La nuit, tous les bateaux sont illuminés

L’après-midi file doucement. Alors que la nuit tombe, un courant électrique se fait sentir dans l’air, sans que personne disjoncte. On est juste tout simplement trop excité tout en appréhendant la nuit à venir. C’est notre première fois en mer, notre première traversée de nuit. Laurent nous appelle les puceaux. Au crépuscule, je suis toujours à la barre accompagnée de Wagner quand Laurent, un peu vert, sort de la cabine d’Aymeric. Je prends mon quart.
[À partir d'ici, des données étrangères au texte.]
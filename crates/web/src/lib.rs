use std::sync::Arc;

use directions::RouteSource;
use scheduler::SchedulingDefaults;
use taskqueue::TaskStore;
use tokio::net::TcpListener;

pub mod config;
pub mod error;
pub mod middleware;
pub mod routes;

pub use config::Config;

#[derive(Clone)]
pub struct AppState {
    pub config: Arc<Config>,
    pub directions: Arc<dyn RouteSource>,
    pub store: TaskStore,
    pub defaults: SchedulingDefaults,
}

pub async fn start_web_server(state: AppState) -> std::io::Result<()> {
    let port = state.config.port;
    let routes = routes::routes(state);

    let listener = TcpListener::bind(("0.0.0.0", port)).await?;
    axum::serve(listener, routes.into_make_service()).await?;

    Ok(())
}
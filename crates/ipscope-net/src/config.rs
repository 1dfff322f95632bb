//! Upstream lookup configuration.

use ipscope_core::{Error, Result};
use serde::{Deserialize, Serialize};
use std::time::Duration;
use url::Url;

#[derive(Debug, Clone, Serialize, Deserialize)]
pub struct LookupConfig {
    /// Base URL of the lookup API.
    #[serde(default = "default_base_url")]
    pub base_url: String,
    /// API token, sent as the `token` query parameter.
    #[serde(default, skip_serializing_if = "Option::is_none")]
    pub token: Option<String>,
    /// Request timeout in milliseconds.
    #[serde(default = "default_timeout_ms")]
    pub timeout_ms: u64,
}

fn default_base_url() -> String {
    "https://ipinfo.io".to_string()
}

fn default_timeout_ms() -> u64 {
    10_000
}

impl Default for LookupConfig {
    fn default() -> Self {
        Self {
            base_url: default_base_url(),
            token: None,
            timeout_ms: default_timeout_ms(),
        }
    }
}

impl LookupConfig {
    pub fn with_base_url(mut self, base_url: impl Into<String>) -> Self {
        self.base_url = base_url.into();
        self
    }

    pub fn with_token(mut self, token: impl Into<String>) -> Self {
        self.token = Some(token.into());
        self
    }

    pub fn with_timeout(mut self, timeout: Duration) -> Self {
        self.timeout_ms = timeout.as_millis() as u64;
        self
    }

    pub fn timeout(&self) -> Duration {
        Duration::from_millis(self.timeout_ms)
    }

    /// `{base_url}/json`, the full snapshot endpoint.
    pub fn json_url(&self) -> Result<Url> {
        self.endpoint("json")
    }

    /// `{base_url}/ip`, the plain-text address endpoint.
    pub fn ip_url(&self) -> Result<Url> {
        self.endpoint("ip")
    }

    fn endpoint(&self, path: &str) -> Result<Url> {
        let raw = format!("{}/{}", self.base_url.trim_end_matches('/'), path);
        let mut url = Url::parse(&raw)
            .map_err(|e| Error::Config(format!("invalid lookup base URL {}: {}", self.base_url, e)))?;
        if let Some(token) = self.token.as_deref().filter(|t| !t.is_empty()) {
            url.query_pairs_mut().append_pair("token", token);
        }
        Ok(url)
    }
}
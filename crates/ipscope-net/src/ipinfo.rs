//! Client for the upstream address lookup API.

use crate::config::LookupConfig;
use crate::fetcher::HttpFetcher;
use async_trait::async_trait;
use ipscope_core::ports::{Fetcher, IpLookup};
use ipscope_core::{Error, IpSnapshot, Request, ResponseSnapshot, Result};
use serde_json::Value;
use std::sync::Arc;
use tracing::{debug, info};

/// Address lookup client.
///
/// Requests go through a [`Fetcher`], so the client can run directly over
/// HTTP or be routed through the caching layer.
#[derive(Clone)]
pub struct IpInfoClient {
    config: LookupConfig,
    fetcher: Arc<dyn Fetcher>,
}

impl IpInfoClient {
    /// Client talking straight to the network.
    pub fn new(config: LookupConfig) -> Result<Self> {
        let fetcher = HttpFetcher::new(config.timeout())?;
        Ok(Self::with_fetcher(config, Arc::new(fetcher)))
    }

    pub fn with_fetcher(config: LookupConfig, fetcher: Arc<dyn Fetcher>) -> Self {
        Self { config, fetcher }
    }

    pub fn config(&self) -> &LookupConfig {
        &self.config
    }

    async fn get(&self, request: Request) -> Result<ResponseSnapshot> {
        let response = self.fetcher.fetch(&request).await?;
        if response.status != 200 {
            return Err(Error::UpstreamStatus {
                status: response.status,
                url: request.url.to_string(),
            });
        }
        Ok(response)
    }
}

/// Parse a lookup response. Only `200` JSON documents carrying an `ip`
/// are accepted.
pub fn snapshot_from_response(response: &ResponseSnapshot) -> Result<IpSnapshot> {
    if response.status != 200 {
        return Err(Error::UpstreamStatus {
            status: response.status,
            url: response.url.clone().unwrap_or_default(),
        });
    }
    let value: Value = response
        .json_body()
        .map_err(|e| Error::InvalidSnapshot(e.to_string()))?;
    IpSnapshot::from_value(value)
}

#[async_trait]
impl IpLookup for IpInfoClient {
    async fn lookup(&self) -> Result<IpSnapshot> {
        let request = Request::get(self.config.json_url()?);
        let response = self.get(request).await?;
        let snapshot = snapshot_from_response(&response)?;
        info!(ip = %snapshot.ip, "IP lookup complete");
        Ok(snapshot)
    }

    async fn current_ip(&self) -> Result<String> {
        let request = Request::get(self.config.ip_url()?);
        let response = self.get(request).await?;
        let ip = response.text()?.trim().to_string();
        if ip.is_empty() {
            return Err(Error::InvalidSnapshot("empty address".to_string()));
        }
        debug!(ip = %ip, "Current IP");
        Ok(ip)
    }
}
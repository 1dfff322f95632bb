//! Test helper functions and utilities.

use async_trait::async_trait;
use ipscope_core::ports::Fetcher;
use ipscope_core::{Error, Request, ResponseSnapshot, Result};
use std::sync::Arc;
use std::sync::atomic::{AtomicBool, Ordering};

/// Network with an on/off switch in front of a real fetcher.
pub struct SwitchableFetcher {
    inner: Arc<dyn Fetcher>,
    offline: AtomicBool,
}

impl SwitchableFetcher {
    pub fn new(inner: Arc<dyn Fetcher>) -> Self {
        Self {
            inner,
            offline: AtomicBool::new(false),
        }
    }

    pub fn set_offline(&self, offline: bool) {
        self.offline.store(offline, Ordering::SeqCst);
    }
}

#[async_trait]
impl Fetcher for SwitchableFetcher {
    async fn fetch(&self, request: &Request) -> Result<ResponseSnapshot> {
        if self.offline.load(Ordering::SeqCst) {
            return Err(Error::Network(format!("offline: {}", request.url)));
        }
        self.inner.fetch(request).await
    }
}

/// Wait for a condition with timeout.
pub async fn wait_for<F, Fut>(
    timeout: std::time::Duration,
    interval: std::time::Duration,
    mut condition: F,
) -> bool
where
    F: FnMut() -> Fut,
    Fut: std::future::Future<Output = bool>,
{
    let start = std::time::Instant::now();
    while start.elapsed() < timeout {
        if condition().await {
            return true;
        }
        tokio::time::sleep(interval).await;
    }
    false
}
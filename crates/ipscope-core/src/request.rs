//! Outgoing requests and their cache identity.

use crate::{Error, Result};
use serde::{Deserialize, Serialize};
use std::collections::BTreeMap;
use std::fmt;
use url::Url;

/// HTTP method of an intercepted request.
#[derive(Debug, Clone, Copy, Default, PartialEq, Eq, Hash, PartialOrd, Ord, Serialize, Deserialize)]
#[serde(rename_all = "UPPERCASE")]
pub enum Method {
    #[default]
    Get,
    Head,
    Post,
    Put,
    Patch,
    Delete,
    Options,
}

impl Method {
    pub fn as_str(&self) -> &'static str {
        match self {
            Method::Get => "GET",
            Method::Head => "HEAD",
            Method::Post => "POST",
            Method::Put => "PUT",
            Method::Patch => "PATCH",
            Method::Delete => "DELETE",
            Method::Options => "OPTIONS",
        }
    }
}

impl fmt::Display for Method {
    fn fmt(&self, f: &mut fmt::Formatter<'_>) -> fmt::Result {
        f.write_str(self.as_str())
    }
}

impl std::str::FromStr for Method {
    type Err = Error;

    fn from_str(s: &str) -> Result<Self> {
        match s.to_ascii_uppercase().as_str() {
            "GET" => Ok(Method::Get),
            "HEAD" => Ok(Method::Head),
            "POST" => Ok(Method::Post),
            "PUT" => Ok(Method::Put),
            "PATCH" => Ok(Method::Patch),
            "DELETE" => Ok(Method::Delete),
            "OPTIONS" => Ok(Method::Options),
            other => Err(Error::InvalidMessage(format!("Unknown method: {}", other))),
        }
    }
}

/// What the caller intends to do with the response.
///
/// Only [`Destination::Document`] changes strategy behaviour: a failed
/// full-page navigation may be answered with the offline page.
#[derive(Debug, Clone, Copy, Default, PartialEq, Eq, Serialize, Deserialize)]
#[serde(rename_all = "lowercase")]
pub enum Destination {
    #[default]
    Empty,
    Document,
    Script,
    Style,
    Image,
    Font,
    Manifest,
}

/// A request issued by the application and routed through the cache layer.
#[derive(Debug, Clone, PartialEq, Eq)]
pub struct Request {
    pub method: Method,
    pub url: Url,
    pub destination: Destination,
    pub headers: BTreeMap<String, String>,
}

impl Request {
    /// A plain `GET` for the given URL.
    pub fn get(url: Url) -> Self {
        Self {
            method: Method::Get,
            url,
            destination: Destination::Empty,
            headers: BTreeMap::new(),
        }
    }

    /// Parse an absolute URL into a `GET` request.
    pub fn parse(url: &str) -> Result<Self> {
        Ok(Self::get(Url::parse(url)?))
    }

    /// A full-document navigation to the given URL.
    pub fn navigate(url: Url) -> Self {
        Self::get(url).with_destination(Destination::Document)
    }

    pub fn with_method(mut self, method: Method) -> Self {
        self.method = method;
        self
    }

    pub fn with_destination(mut self, destination: Destination) -> Self {
        self.destination = destination;
        self
    }

    pub fn with_header(mut self, name: impl Into<String>, value: impl Into<String>) -> Self {
        self.headers
            .insert(name.into().to_ascii_lowercase(), value.into());
        self
    }

    /// Whether the URL uses an http(s) scheme.
    pub fn is_http(&self) -> bool {
        matches!(self.url.scheme(), "http" | "https")
    }

    /// Whether the request has a cache identity at all.
    pub fn is_cacheable(&self) -> bool {
        self.method == Method::Get && self.is_http()
    }

    pub fn is_navigation(&self) -> bool {
        self.destination == Destination::Document
    }

    /// The identity this request is stored under.
    pub fn key(&self) -> RequestKey {
        RequestKey::new(self.method, &self.url)
    }
}

/// Cache identity of a request: method plus URL without fragment.
#[derive(Debug, Clone, PartialEq, Eq, Hash, PartialOrd, Ord, Serialize, Deserialize)]
pub struct RequestKey {
    pub method: Method,
    pub url: String,
}

impl RequestKey {
    pub fn new(method: Method, url: &Url) -> Self {
        let mut url = url.clone();
        url.set_fragment(None);
        Self {
            method,
            url: url.into(),
        }
    }

    /// Identity of a `GET` for the given URL.
    pub fn get(url: &Url) -> Self {
        Self::new(Method::Get, url)
    }
}

impl fmt::Display for RequestKey {
    fn fmt(&self, f: &mut fmt::Formatter<'_>) -> fmt::Result {
        write!(f, "{} {}", self.method, self.url)
    }
}
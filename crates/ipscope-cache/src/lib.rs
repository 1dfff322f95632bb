//! Offline caching layer for ipscope.
//!
//! Requests are classified by URL shape and resolved with one of three
//! strategies against versioned cache partitions. A [`Registration`] hosts
//! the active and waiting [`CacheWorker`]s and moves versions through
//! install and activation; the [`ReconcileService`] pushes periodic IP
//! updates to connected clients.

pub mod bridge;
pub mod classify;
pub mod config;
pub mod keys;
pub mod lifecycle;
pub mod reconcile;
pub mod registration;
pub mod store;
pub mod strategy;
pub mod worker;

#[cfg(test)]
mod testing;

pub use bridge::{ClientConnection, ClientRegistry, ClientSession};
pub use classify::{Classifier, RequestClass};
pub use config::{InstallPolicy, WorkerConfig};
pub use keys::{PartitionNames, ip_data_path};
pub use lifecycle::{ActivationReport, InstallReport, LifecycleController, WorkerState};
pub use reconcile::{DEFAULT_RECONCILE_INTERVAL, ReconcileService};
pub use registration::Registration;
pub use store::{FilesystemCacheStore, MemoryCacheStore};
pub use strategy::{Strategy, StrategyEngine};
pub use worker::CacheWorker;
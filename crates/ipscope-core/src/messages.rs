//! Messages exchanged between the caching layer and application instances.
//!
//! Every message is a JSON object with a `type` tag and an optional `data`
//! payload, e.g. `{"type": "CACHE_IP_DATA", "data": {"ip": "203.0.113.7"}}`.

use crate::snapshot::IpSnapshot;
use crate::{Error, Result};
use serde::{Deserialize, Serialize};
use serde_json::Value;

/// Messages sent by an application instance to the caching layer.
#[derive(Debug, Clone, PartialEq, Serialize, Deserialize)]
#[serde(tag = "type", content = "data", rename_all = "SCREAMING_SNAKE_CASE")]
pub enum InboundMessage {
    /// Promote a waiting worker to active immediately.
    SkipWaiting,
    /// Ask for the installed version identifier.
    GetVersion,
    /// Delete every cache partition, whatever its version.
    ClearCache,
    /// Store an opaque IP payload as a synthetic response.
    CacheIpData(Value),
}

impl InboundMessage {
    pub fn from_json(raw: &str) -> Result<Self> {
        serde_json::from_str(raw).map_err(|e| Error::InvalidMessage(e.to_string()))
    }

    pub fn kind(&self) -> &'static str {
        match self {
            InboundMessage::SkipWaiting => "SKIP_WAITING",
            InboundMessage::GetVersion => "GET_VERSION",
            InboundMessage::ClearCache => "CLEAR_CACHE",
            InboundMessage::CacheIpData(_) => "CACHE_IP_DATA",
        }
    }
}

/// Replies delivered on the requester's reply port.
#[derive(Debug, Clone, PartialEq, Eq, Serialize, Deserialize)]
#[serde(tag = "type", rename_all = "SCREAMING_SNAKE_CASE")]
pub enum Reply {
    Version {
        version: String,
    },
    CacheCleared {
        success: bool,
        #[serde(default, skip_serializing_if = "Option::is_none")]
        error: Option<String>,
    },
}

/// Messages broadcast by the caching layer to every open instance.
#[derive(Debug, Clone, PartialEq, Serialize, Deserialize)]
#[serde(tag = "type", content = "data", rename_all = "SCREAMING_SNAKE_CASE")]
pub enum OutboundMessage {
    /// A freshly observed lookup result from the background check.
    IpUpdate(IpSnapshot),
}
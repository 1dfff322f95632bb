//! Mock origin and lookup API fixtures.

use serde_json::{Value, json};
use wiremock::matchers::{method, path};
use wiremock::{Mock, MockServer, ResponseTemplate};

/// Application shell served by the mock origin.
pub const SHELL_HTML: &str = "<!doctype html><title>ipscope</title>";
pub const SHELL_CSS: &str = "body { font-family: Inter; }";

/// Lookup document for `ip`.
pub fn lookup_body(ip: &str) -> Value {
    json!({
        "ip": ip,
        "hostname": "host.example.net",
        "city": "Lisbon",
        "region": "Lisbon",
        "country": "PT",
        "org": "AS64500 Example",
        "timezone": "Europe/Lisbon"
    })
}

/// Serve the application shell: `/` and `/style.css`.
pub async fn mount_shell(server: &MockServer) {
    Mock::given(method("GET"))
        .and(path("/"))
        .respond_with(
            ResponseTemplate::new(200)
                .set_body_string(SHELL_HTML)
                .insert_header("content-type", "text/html"),
        )
        .mount(server)
        .await;
    Mock::given(method("GET"))
        .and(path("/style.css"))
        .respond_with(
            ResponseTemplate::new(200)
                .set_body_string(SHELL_CSS)
                .insert_header("content-type", "text/css"),
        )
        .mount(server)
        .await;
}

/// Serve a font stylesheet at `/css2` with the given body.
pub async fn mount_font_css(server: &MockServer, body: &str) {
    Mock::given(method("GET"))
        .and(path("/css2"))
        .respond_with(
            ResponseTemplate::new(200)
                .set_body_string(body)
                .insert_header("content-type", "text/css"),
        )
        .mount(server)
        .await;
}

/// Serve `{ip: ...}` on the lookup API's `/json` and plain text on `/ip`.
pub async fn mount_lookup(server: &MockServer, ip: &str) {
    Mock::given(method("GET"))
        .and(path("/json"))
        .respond_with(ResponseTemplate::new(200).set_body_json(lookup_body(ip)))
        .mount(server)
        .await;
    Mock::given(method("GET"))
        .and(path("/ip"))
        .respond_with(ResponseTemplate::new(200).set_body_string(format!("{}\n", ip)))
        .mount(server)
        .await;
}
Il faut dire que le vent est faiblard, vraiment — c’est d’ailleurs la seule vraie déception de l’équipage.  En tout et pour tout, les voiles auront paré le voilier que quelques heures. Le train de vague du vent apparent, au nord, fait osciller le voilier de devant à derrière, doucement. Par contre, environ aux 10 minutes, une houle frappe le côté du voilier et envoie valser l’équipement et l’équipage. Ces vagues ont dû se former par vent d’est, à des kilomètres de la côte, en mer.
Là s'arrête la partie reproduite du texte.